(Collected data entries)
★ ★ ★
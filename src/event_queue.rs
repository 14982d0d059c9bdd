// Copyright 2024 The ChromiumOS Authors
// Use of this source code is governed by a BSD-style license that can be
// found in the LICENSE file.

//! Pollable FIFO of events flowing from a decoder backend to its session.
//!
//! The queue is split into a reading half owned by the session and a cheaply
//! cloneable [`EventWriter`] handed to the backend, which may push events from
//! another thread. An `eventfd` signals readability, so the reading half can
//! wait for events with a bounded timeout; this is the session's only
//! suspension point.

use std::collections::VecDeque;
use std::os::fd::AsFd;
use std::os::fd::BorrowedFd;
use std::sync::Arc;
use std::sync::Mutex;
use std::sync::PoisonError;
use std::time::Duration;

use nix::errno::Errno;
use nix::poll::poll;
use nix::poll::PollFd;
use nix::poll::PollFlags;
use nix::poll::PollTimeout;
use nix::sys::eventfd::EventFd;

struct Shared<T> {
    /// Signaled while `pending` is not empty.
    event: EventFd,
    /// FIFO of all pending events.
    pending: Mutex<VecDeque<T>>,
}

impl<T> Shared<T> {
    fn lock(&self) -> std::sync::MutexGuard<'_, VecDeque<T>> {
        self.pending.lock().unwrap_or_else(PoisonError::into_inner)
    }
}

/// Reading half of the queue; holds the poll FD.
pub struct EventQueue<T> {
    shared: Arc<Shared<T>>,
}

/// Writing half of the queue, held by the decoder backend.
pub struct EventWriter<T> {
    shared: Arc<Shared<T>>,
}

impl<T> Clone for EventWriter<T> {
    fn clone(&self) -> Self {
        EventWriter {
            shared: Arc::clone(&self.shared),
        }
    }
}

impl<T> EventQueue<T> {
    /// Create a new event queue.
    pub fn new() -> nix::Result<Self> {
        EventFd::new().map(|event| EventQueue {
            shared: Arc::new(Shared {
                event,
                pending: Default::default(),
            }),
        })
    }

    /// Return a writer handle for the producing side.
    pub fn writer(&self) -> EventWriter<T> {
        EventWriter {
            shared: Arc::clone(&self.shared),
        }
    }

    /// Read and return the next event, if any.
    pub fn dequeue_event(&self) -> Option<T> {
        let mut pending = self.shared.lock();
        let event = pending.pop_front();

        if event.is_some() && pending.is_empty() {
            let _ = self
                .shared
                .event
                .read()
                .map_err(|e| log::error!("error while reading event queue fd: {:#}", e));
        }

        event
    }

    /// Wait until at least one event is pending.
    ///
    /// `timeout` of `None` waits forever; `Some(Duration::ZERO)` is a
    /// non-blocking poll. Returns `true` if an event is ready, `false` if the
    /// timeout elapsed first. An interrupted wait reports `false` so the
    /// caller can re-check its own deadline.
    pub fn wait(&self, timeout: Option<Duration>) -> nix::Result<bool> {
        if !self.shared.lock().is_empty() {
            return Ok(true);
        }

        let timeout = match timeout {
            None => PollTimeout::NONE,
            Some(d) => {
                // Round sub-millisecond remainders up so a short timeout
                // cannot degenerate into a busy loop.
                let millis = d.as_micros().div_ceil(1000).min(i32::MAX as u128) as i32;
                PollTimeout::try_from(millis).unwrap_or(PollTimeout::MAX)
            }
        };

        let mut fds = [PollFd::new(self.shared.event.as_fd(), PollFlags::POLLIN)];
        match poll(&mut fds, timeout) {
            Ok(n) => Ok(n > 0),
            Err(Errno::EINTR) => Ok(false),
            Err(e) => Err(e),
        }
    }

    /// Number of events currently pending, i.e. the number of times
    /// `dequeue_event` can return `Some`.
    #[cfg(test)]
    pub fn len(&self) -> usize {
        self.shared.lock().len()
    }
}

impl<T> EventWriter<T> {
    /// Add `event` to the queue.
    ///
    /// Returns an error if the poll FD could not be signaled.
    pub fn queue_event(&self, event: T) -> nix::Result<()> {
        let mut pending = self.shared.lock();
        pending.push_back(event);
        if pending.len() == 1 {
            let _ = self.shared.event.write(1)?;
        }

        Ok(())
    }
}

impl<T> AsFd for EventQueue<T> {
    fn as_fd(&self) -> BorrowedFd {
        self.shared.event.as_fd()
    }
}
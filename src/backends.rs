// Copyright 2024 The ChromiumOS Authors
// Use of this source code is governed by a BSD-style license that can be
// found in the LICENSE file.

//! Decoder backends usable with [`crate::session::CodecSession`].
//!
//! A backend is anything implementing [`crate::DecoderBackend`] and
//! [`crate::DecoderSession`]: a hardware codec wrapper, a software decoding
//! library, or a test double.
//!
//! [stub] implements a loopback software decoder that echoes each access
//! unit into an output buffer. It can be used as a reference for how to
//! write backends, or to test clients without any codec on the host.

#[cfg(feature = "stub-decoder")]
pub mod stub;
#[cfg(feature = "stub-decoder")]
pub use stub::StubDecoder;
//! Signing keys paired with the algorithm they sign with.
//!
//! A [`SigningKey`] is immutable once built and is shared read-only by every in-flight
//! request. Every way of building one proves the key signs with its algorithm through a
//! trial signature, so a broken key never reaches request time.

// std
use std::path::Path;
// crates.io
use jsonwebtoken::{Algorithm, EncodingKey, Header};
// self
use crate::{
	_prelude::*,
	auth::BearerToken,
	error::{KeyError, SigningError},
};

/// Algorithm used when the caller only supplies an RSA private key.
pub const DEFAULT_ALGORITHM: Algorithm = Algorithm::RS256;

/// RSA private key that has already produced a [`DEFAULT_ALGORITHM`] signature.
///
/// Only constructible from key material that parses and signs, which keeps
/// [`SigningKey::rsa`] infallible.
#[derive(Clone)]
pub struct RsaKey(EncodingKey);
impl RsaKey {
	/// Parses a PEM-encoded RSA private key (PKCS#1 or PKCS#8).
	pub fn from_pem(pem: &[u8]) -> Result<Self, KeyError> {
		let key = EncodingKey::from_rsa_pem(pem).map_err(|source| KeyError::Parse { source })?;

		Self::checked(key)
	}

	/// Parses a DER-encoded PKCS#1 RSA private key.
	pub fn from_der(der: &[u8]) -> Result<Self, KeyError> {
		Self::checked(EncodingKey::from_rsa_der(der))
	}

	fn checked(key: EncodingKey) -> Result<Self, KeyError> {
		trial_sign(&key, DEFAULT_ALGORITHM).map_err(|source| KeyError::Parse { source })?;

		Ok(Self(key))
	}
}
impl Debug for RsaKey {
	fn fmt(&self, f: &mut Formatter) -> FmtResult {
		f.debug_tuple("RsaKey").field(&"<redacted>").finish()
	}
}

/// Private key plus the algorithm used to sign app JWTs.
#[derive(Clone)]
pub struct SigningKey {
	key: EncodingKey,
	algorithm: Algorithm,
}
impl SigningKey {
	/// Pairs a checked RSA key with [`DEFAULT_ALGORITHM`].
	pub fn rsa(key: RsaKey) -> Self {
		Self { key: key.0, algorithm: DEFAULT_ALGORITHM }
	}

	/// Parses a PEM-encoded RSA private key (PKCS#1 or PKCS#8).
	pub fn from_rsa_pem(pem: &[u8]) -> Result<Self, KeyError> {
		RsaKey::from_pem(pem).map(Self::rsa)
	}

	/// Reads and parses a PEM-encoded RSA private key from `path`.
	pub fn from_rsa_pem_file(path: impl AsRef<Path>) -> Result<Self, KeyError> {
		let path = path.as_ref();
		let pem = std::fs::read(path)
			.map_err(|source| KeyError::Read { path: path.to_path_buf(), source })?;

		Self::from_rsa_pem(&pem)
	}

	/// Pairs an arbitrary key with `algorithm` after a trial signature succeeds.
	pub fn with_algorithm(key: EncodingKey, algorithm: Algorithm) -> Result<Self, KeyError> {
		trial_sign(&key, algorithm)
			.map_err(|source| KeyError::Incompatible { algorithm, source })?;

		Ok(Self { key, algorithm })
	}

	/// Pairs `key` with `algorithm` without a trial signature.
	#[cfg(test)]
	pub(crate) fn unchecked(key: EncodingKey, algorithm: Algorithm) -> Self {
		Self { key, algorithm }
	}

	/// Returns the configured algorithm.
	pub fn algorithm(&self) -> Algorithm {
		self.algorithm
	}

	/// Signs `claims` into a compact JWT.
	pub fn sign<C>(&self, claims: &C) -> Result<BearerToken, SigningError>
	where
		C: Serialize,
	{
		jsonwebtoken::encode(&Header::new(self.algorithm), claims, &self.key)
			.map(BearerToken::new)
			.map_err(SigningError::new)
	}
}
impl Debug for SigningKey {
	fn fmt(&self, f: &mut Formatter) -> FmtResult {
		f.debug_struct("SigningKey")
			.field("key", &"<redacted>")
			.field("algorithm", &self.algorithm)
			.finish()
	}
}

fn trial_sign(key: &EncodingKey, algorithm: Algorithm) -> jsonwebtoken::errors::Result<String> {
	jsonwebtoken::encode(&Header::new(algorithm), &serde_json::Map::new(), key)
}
★ ★ ★
- [What you have to do]:
Every line above from the line with "a short timeout" to the line with "let millis = d.as_micros().div_ceil(1000).min(i32::MAX", inclusive, must be returned exactly; no other line belongs in the reply.

- [Answer below]:
                // Round sub-millisecond remainders up so a short timeout
                // cannot degenerate into a busy loop.
                let millis = d.as_micros().div_ceil(1000).min(i32::MAX as u128) as i32;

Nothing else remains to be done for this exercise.